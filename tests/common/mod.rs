#![allow(dead_code)]

use std::sync::Arc;

use planner::db::{self, repository};
use planner::models::{Assignment, Course, Milestone, NewAssignmentRequest, NewCourseRequest, NewMilestoneRequest};
use planner::services::EventReconciler;
use planner::source::SqliteSource;
use sqlx::SqlitePool;
use sqlx::sqlite::SqlitePoolOptions;
use tempfile::TempDir;

/// In-memory database with the real migrations applied. A single connection
/// keeps every query on the same in-memory database.
pub async fn test_pool() -> SqlitePool {
    let pool = SqlitePoolOptions::new()
        .max_connections(1)
        .idle_timeout(None)
        .max_lifetime(None)
        .connect("sqlite::memory:")
        .await
        .expect("Failed to create database");

    db::migrate(&pool).await.expect("Failed to run migrations");
    pool
}

/// File-backed database in a temporary directory, for tests that need several
/// connections writing at once. Keep the `TempDir` alive as long as the pool.
pub async fn file_pool(max_connections: u32) -> (TempDir, SqlitePool) {
    let dir = tempfile::tempdir().expect("Failed to create temp dir");
    let url = format!("sqlite://{}", dir.path().join("planner.db").display());

    let pool = db::connect(&url, max_connections)
        .await
        .expect("Failed to create database");
    db::migrate(&pool).await.expect("Failed to run migrations");
    (dir, pool)
}

pub fn reconciler(pool: &SqlitePool) -> Arc<EventReconciler> {
    Arc::new(EventReconciler::new(
        pool.clone(),
        Arc::new(SqliteSource::new(pool.clone())),
    ))
}

pub async fn seed_course(pool: &SqlitePool, user_id: &str) -> Course {
    repository::insert_course(
        pool,
        user_id,
        NewCourseRequest {
            title: "Operating Systems".to_string(),
        },
    )
    .await
    .expect("Failed to insert course")
}

pub async fn seed_assignment(
    pool: &SqlitePool,
    user_id: &str,
    course_id: &str,
    title: &str,
    due_at: Option<&str>,
) -> Assignment {
    repository::insert_assignment(
        pool,
        user_id,
        NewAssignmentRequest {
            course_id: course_id.to_string(),
            title: title.to_string(),
            due_at: due_at.map(str::to_string),
        },
    )
    .await
    .expect("Failed to insert assignment")
}

pub async fn seed_milestone(
    pool: &SqlitePool,
    assignment_id: &str,
    title: &str,
    due_at: Option<&str>,
    weight: f64,
) -> Milestone {
    repository::insert_milestone(
        pool,
        assignment_id,
        NewMilestoneRequest {
            title: title.to_string(),
            due_at: due_at.map(str::to_string),
            weight,
        },
    )
    .await
    .expect("Failed to insert milestone")
}

pub async fn event_count(pool: &SqlitePool) -> i64 {
    sqlx::query_scalar("SELECT COUNT(*) FROM calendar_events")
        .fetch_one(pool)
        .await
        .expect("Failed to count events")
}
::::::::::
● PROMPT: Reproduce each of the records word for word.

● WRITTEN ANSWER:
filename tests/common/mod.rs
#![allow(dead_code)]

use std::sync::Arc;

use planner::db::{self, repository};
use planner::models::{Assignment, Course, Milestone, NewAssignmentRequest, NewCourseRequest, NewMilestoneRequest};
use planner::services::EventReconciler;
use planner::source::SqliteSource;
use sqlx::SqlitePool;
use sqlx::sqlite::SqlitePoolOptions;
use tempfile::TempDir;

/// In-memory database with the real migrations applied. A single connection
/// keeps every query on the same in-memory database.
pub async fn test_pool() -> SqlitePool {
    let pool = SqlitePoolOptions::new()
        .max_connections(1)
        .idle_timeout(None)
        .max_lifetime(None)
        .connect("sqlite::memory:")
        .await
        .expect("Failed to create database");

    db::migrate(&pool).await.expect("Failed to run migrations");
    pool
}

/// File-backed database in a temporary directory, for tests that need several
/// connections writing at once. Keep the `TempDir` alive as long as the pool.
pub async fn file_pool(max_connections: u32) -> (TempDir, SqlitePool) {
    let dir = tempfile::tempdir().expect("Failed to create temp dir");
    let url = format!("sqlite://{}", dir.path().join("planner.db").display());

    let pool = db::connect(&url, max_connections)
        .await
        .expect("Failed to create database");
    db::migrate(&pool).await.expect("Failed to run migrations");
    (dir, pool)
}

pub fn reconciler(pool: &SqlitePool) -> Arc<EventReconciler> {
    Arc::new(EventReconciler::new(
        pool.clone(),
        Arc::new(SqliteSource::new(pool.clone())),
    ))
}

pub async fn seed_course(pool: &SqlitePool, user_id: &str) -> Course {
    repository::insert_course(
        pool,
        user_id,
        NewCourseRequest {
            title: "Operating Systems".to_string(),
        },
    )
    .await
    .expect("Failed to insert course")
}

pub async fn seed_assignment(
    pool: &SqlitePool,
    user_id: &str,
    course_id: &str,
    title: &str,
    due_at: Option<&str>,
) -> Assignment {
    repository::insert_assignment(
        pool,
        user_id,
        NewAssignmentRequest {
            course_id: course_id.to_string(),
            title: title.to_string(),
            due_at: due_at.map(str::to_string),
        },
    )
    .await
    .expect("Failed to insert assignment")
}

pub async fn seed_milestone(
    pool: &SqlitePool,
    assignment_id: &str,
    title: &str,
    due_at: Option<&str>,
    weight: f64,
) -> Milestone {
    repository::insert_milestone(
        pool,
        assignment_id,
        NewMilestoneRequest {
            title: title.to_string(),
            due_at: due_at.map(str::to_string),
            weight,
        },
    )
    .await
    .expect("Failed to insert milestone")
}

pub async fn event_count(pool: &SqlitePool) -> i64 {
    sqlx::query_scalar("SELECT COUNT(*) FROM calendar_events")
        .fetch_one(pool)
        .await
        .expect("Failed to count events")
}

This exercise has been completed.